Seminar: Eric Kim on Psychological well-being and physical health in the context of our aging society

Thursday, October 21, 2021

Please join us! Our seminars take place via Zoom and registration is required at the link below. To see the entire series, please click here.  For more information, please contact Caitlin Hawke at [email protected].

Psychological well-being and physical health in the context of our aging society
Eric S. Kim, PhD

Assistant Professor and Michael Smith Foundation for Health Research Scholar
University of British Columbia 


About Eric Kim's seminar: As our society ages rapidly, citizens, researchers, and policy-maker’s alike are seeking ways to help our population age well. Most biomedical, psychological, and public health efforts have focused on reducing harmful risk factors, and this approach has contributed greatly to prevention and treatment programs. However, expanding the focus to include upstream dimensions of psychological well-being (e.g., sense of purpose in life) may help inform the comprehensive, multidisciplinary, and multi-level response efforts needed to maximize healthy aging. Mounting evidence links different dimensions of psychological well-being with reduced risk of chronic diseases, yet, the underlying biobehavioral mechanisms are unclear.
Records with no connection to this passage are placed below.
//! Error types for stackrelay
//!
//! All request-path errors implement `IntoResponse` for Axum handlers and
//! render as the uniform `{"error": "..."}` envelope.

use axum::{
    Json,
    http::StatusCode,
    response::{IntoResponse, Response},
};
use thiserror::Error;

/// Failures raised by the provider collaborator
///
/// Every variant carries a human-readable message; `Display` is what ends up
/// in the client-visible error envelope.
#[derive(Error, Debug)]
pub enum ProviderError {
    #[error("{0}")]
    Transport(String),

    #[error("Provider request timed out after {timeout_seconds} seconds")]
    Timeout { timeout_seconds: u64 },

    #[error("{message}")]
    Api { status: u16, message: String },

    #[error("Malformed provider response: {0}")]
    MalformedResponse(String),

    #[error("Provider stream failed: {0}")]
    Stream(String),

    #[error("No provider API key configured (set provider.api_key or ${env_var})")]
    MissingApiKey { env_var: String },
}

impl ProviderError {
    /// Whether a repeat of the same idempotent call could succeed
    ///
    /// Connection failures, timeouts, rate limits and 5xx responses are
    /// transient. Authentication and shape errors are not.
    pub fn is_retryable(&self) -> bool {
        match self {
            Self::Transport(_) | Self::Timeout { .. } => true,
            Self::Api { status, .. } => *status == 429 || *status >= 500,
            Self::MalformedResponse(_) | Self::Stream(_) | Self::MissingApiKey { .. } => false,
        }
    }

    /// Short label for metrics and log fields
    pub fn kind(&self) -> &'static str {
        match self {
            Self::Transport(_) => "transport",
            Self::Timeout { .. } => "timeout",
            Self::Api { .. } => "api",
            Self::MalformedResponse(_) => "malformed_response",
            Self::Stream(_) => "stream",
            Self::MissingApiKey { .. } => "missing_api_key",
        }
    }
}

impl From<reqwest::Error> for ProviderError {
    fn from(e: reqwest::Error) -> Self {
        if e.is_decode() {
            Self::MalformedResponse(e.to_string())
        } else {
            Self::Transport(e.to_string())
        }
    }
}

/// Which gateway operation a provider failure belongs to
///
/// Selects the generic message used when the failure has no message of its own.
#[derive(Debug, Clone, Copy, PartialEq, Eq)]
pub enum Operation {
    Chat,
    Analyze,
}

impl Operation {
    pub fn as_str(&self) -> &'static str {
        match self {
            Operation::Chat => "chat",
            Operation::Analyze => "analyze",
        }
    }

    /// Fallback message for failures that carry no text
    pub fn generic_message(&self) -> &'static str {
        match self {
            Operation::Chat => "Failed to process chat request",
            Operation::Analyze => "Failed to analyze text",
        }
    }
}

/// Main error type for the application
#[derive(Error, Debug)]
pub enum AppError {
    #[error("Configuration error: {0}")]
    Config(String),

    #[error("Failed to read config file '{path}': {source}")]
    ConfigFileRead {
        path: String,
        #[source]
        source: std::io::Error,
    },

    #[error("Failed to parse config file '{path}': {source}")]
    ConfigParseFailed {
        path: String,
        #[source]
        source: toml::de::Error,
    },

    #[error("Invalid configuration in '{path}': {reason}")]
    ConfigValidationFailed { path: String, reason: String },

    #[error("Invalid request: {0}")]
    Validation(String),

    #[error("{} failed: {source}", .operation.as_str())]
    Provider {
        operation: Operation,
        #[source]
        source: ProviderError,
    },

    #[error("Internal error: {0}")]
    Internal(String),
}

impl AppError {
    /// Wrap a provider failure for the given operation
    pub fn provider(operation: Operation, source: ProviderError) -> Self {
        Self::Provider { operation, source }
    }

    /// Status code and client-visible message for this error
    pub fn status_and_message(&self) -> (StatusCode, String) {
        match self {
            Self::Validation(msg) => (StatusCode::BAD_REQUEST, msg.clone()),
            Self::Provider { operation, source } => {
                let message = source.to_string();
                let message = if message.trim().is_empty() {
                    operation.generic_message().to_string()
                } else {
                    message
                };
                (StatusCode::INTERNAL_SERVER_ERROR, message)
            }
            Self::Config(msg) | Self::Internal(msg) => {
                (StatusCode::INTERNAL_SERVER_ERROR, msg.clone())
            }
            Self::ConfigFileRead { .. }
            | Self::ConfigParseFailed { .. }
            | Self::ConfigValidationFailed { .. } => {
                (StatusCode::INTERNAL_SERVER_ERROR, self.to_string())
            }
        }
    }
}

impl IntoResponse for AppError {
    fn into_response(self) -> Response {
        let (status, message) = self.status_and_message();

        let body = Json(serde_json::json!({
            "error": message,
        }));

        (status, body).into_response()
    }
}

/// Convenience type alias for Results
pub type AppResult<T> = Result<T, AppError>;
Without this understanding, a promising avenue of intervention cannot progress because we are unable to establish a causal role, or understand how intervening on psychological well-being might alter mechanistic pathways and physical health outcomes. In this talk, Eric Kim will describe a theoretical model for how psychological well-being may influence our physical health. He will discuss results from a series of studies evaluating associations between psychological well-being and chronic conditions, and mechanistic biobehavioral processes underlying these associations. Ultimately, Dr. Kim's work aims to move the field forward by providing new directions for building a science of resilience and providing new targets for multi-level preventive and therapeutic interventions.